She shakes her head. “It is well known in the palace that the king does not go very far without you. He will postpone the trip. In the meantime, I will try to get word to my family there that you may be coming.”
“How quickly can you get the tea ready?”
Cara rises and strides to the door. “Take off your clothes and pull your hair down. It must be the truth when I report to the king that you are not dressed. The delay will allow some time for the tea to steep. After that, you’ll fall ill quite quickly.”
And with that, she shuts the door.
* * *
The word “ill” is a grave understatement for how I feel. I’ve done nothing but wretch for the past two days, barely able to swallow water in the tiniest of sips. Though custom does not allow Tarik to visit me personally—for which I am thankful—he has sent Cy the Healer twice to my bedchamber to ascertain that I have not contracted the Quiet Plague.
As Cy leans over me now, he shakes his head. “You’ve lost quite a bit of weight in these past two days. But you say you’ve not noticed any bleeding? None from the nose or the ears?”
“Take a look for yourself,” I tell him weakly. “My stomach is simply sour.”
Sour. That is what Cara was when she made this concoction for me. She probably enjoyed stirring the herbs together she knew would make me sick. We will have to talk, she and I. We will have to discuss this lack of trust between us. If we are to work together for a common cause, surely there is a better way to go about doing it.
After Cy’s inspection, he nods, satisfied. “It seems as though the king has been fretting over a common stomach ailment, though you’ve one of the worst cases I’ve seen.”
“The king has been fretting?”
Cy grins. “Well now, I suppose kings do not fret, do they? That just would not do. So then the Falcon King has been brooding over your sudden illness.”
Brooding. Indeed.
“And how long will I feel this way?” Though the question would be better posed to Cara.
“I would say you have another day, maybe two, and after that you’ll start feeling warm-blooded, at the very least. Do not worry so much about eating; you should drink as much water as you can, and I will send a tonic from the Lyceum that will help your dizziness. It will also make you sleepy, but promise me, mistress, that you’ll take in water every time you awaken.”
“I promise.” Saints of Serubel, but I promise. Cy had said I’ll be feeling this way for a day, possibly two. Surely enough time will have passed for Cara to get word to her family and, somehow, to the rest of the Forgers.
One day, I tell myself, I will meet these people, I’m sure of it. I hope they appreciate all I’ve done here to protect our abilities.
Just then, the door to my bedchamber creaks open. Patra slinks in, followed by one of Tarik’s personal guards. “Please excuse the interruption, mistress, Healer Cy,” he says, nodding to each of us. “But the Falcon King has sent his cat along to Mistress Sepora in order to keep her company during her distress,” the guard says.

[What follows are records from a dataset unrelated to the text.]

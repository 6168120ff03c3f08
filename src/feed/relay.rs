//! Fallback lane: fetch the raw feed through public CORS relays and parse it here.

use super::fetcher::{get_body, FetchError};
use super::model::FeedPayload;
use super::parser::parse_feed;
use super::race::first_success;
use crate::config::Config;
use crate::util::encode_component;

/// Relay request URL for `feed_url`: the prefix followed by the encoded URL.
pub fn relay_url(prefix: &str, feed_url: &str) -> String {
    format!("{prefix}{}", encode_component(feed_url))
}

/// XML strategy: race every relay, then parse the winning body.
///
/// The first relay to return a non-empty 2xx body wins and the rest are
/// aborted. A winner that turns out to be HTML or malformed XML fails the
/// whole strategy; other relays are not consulted again.
pub(crate) async fn fetch_via_relays(
    client: &reqwest::Client,
    config: &Config,
    url: &str,
) -> Result<FeedPayload, FetchError> {
    let attempts = config
        .relays
        .iter()
        .map(|relay| fetch_from_relay(client, config, relay, url));

    let body = first_success(attempts)
        .await
        .map_err(|_| FetchError::RelaysExhausted(config.relays.len()))?;

    Ok(parse_feed(&body, url)?)
}

/// One relay call, bounded by the relay timeout. On expiry the request
/// future is dropped, which aborts the connection.
async fn fetch_from_relay(
    client: &reqwest::Client,
    config: &Config,
    relay: &str,
    url: &str,
) -> Result<String, FetchError> {
    let target = relay_url(relay, url);

    let result = match tokio::time::timeout(
        config.relay_timeout(),
        get_body(client, &target, config.max_response_bytes),
    )
    .await
    {
        Ok(Ok(bytes)) => {
            let text = String::from_utf8_lossy(&bytes).into_owned();
            if text.trim().is_empty() {
                Err(FetchError::EmptyResponse)
            } else {
                Ok(text)
            }
        }
        Ok(Err(e)) => Err(e),
        Err(_) => Err(FetchError::Timeout),
    };

    if let Err(e) = &result {
        tracing::debug!(relay = %relay, url = %url, error = %e, "Relay failed");
    }

    result
}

As if following orders, Patra leaps onto my bed and makes herself comfortable beside me, her head at my feet and her tail tickling at my nose. She is already asleep by the time Cy gathers his things and leaves my room.
36
TARIK
Tarik watches from his day chamber balcony as Sepora glides Dody by him through the air, making loops as though the creature itself has no backbone. She has trained Dody well and thoroughly, and today a soldier accompanies her on the flight to learn how to manage the beast. From the looks of things, Sepora is having a ravishing time in giving the unfortunate Majai an awful fright with her scandalous Daring Dozens. He clings to her for life itself, though using her as an anchor is foolish as the soldier weighs thrice as much as she.
Sethos leans on the balcony beside Tarik, watching the debacle unfold in the air. He makes his admiration for Sepora known a little more every day, and it has started to wear on Tarik’s nerves. “I’d hoped by now you would have come to your senses and given her back to me,” Sethos says lightly, swirling the drink in his golden chalice as if more interested in its contents than the conversation at hand. But Tarik knows him better than that. If Tarik gave the word, Sethos would have Sepora out of the sky and in his arms faster than she could gasp.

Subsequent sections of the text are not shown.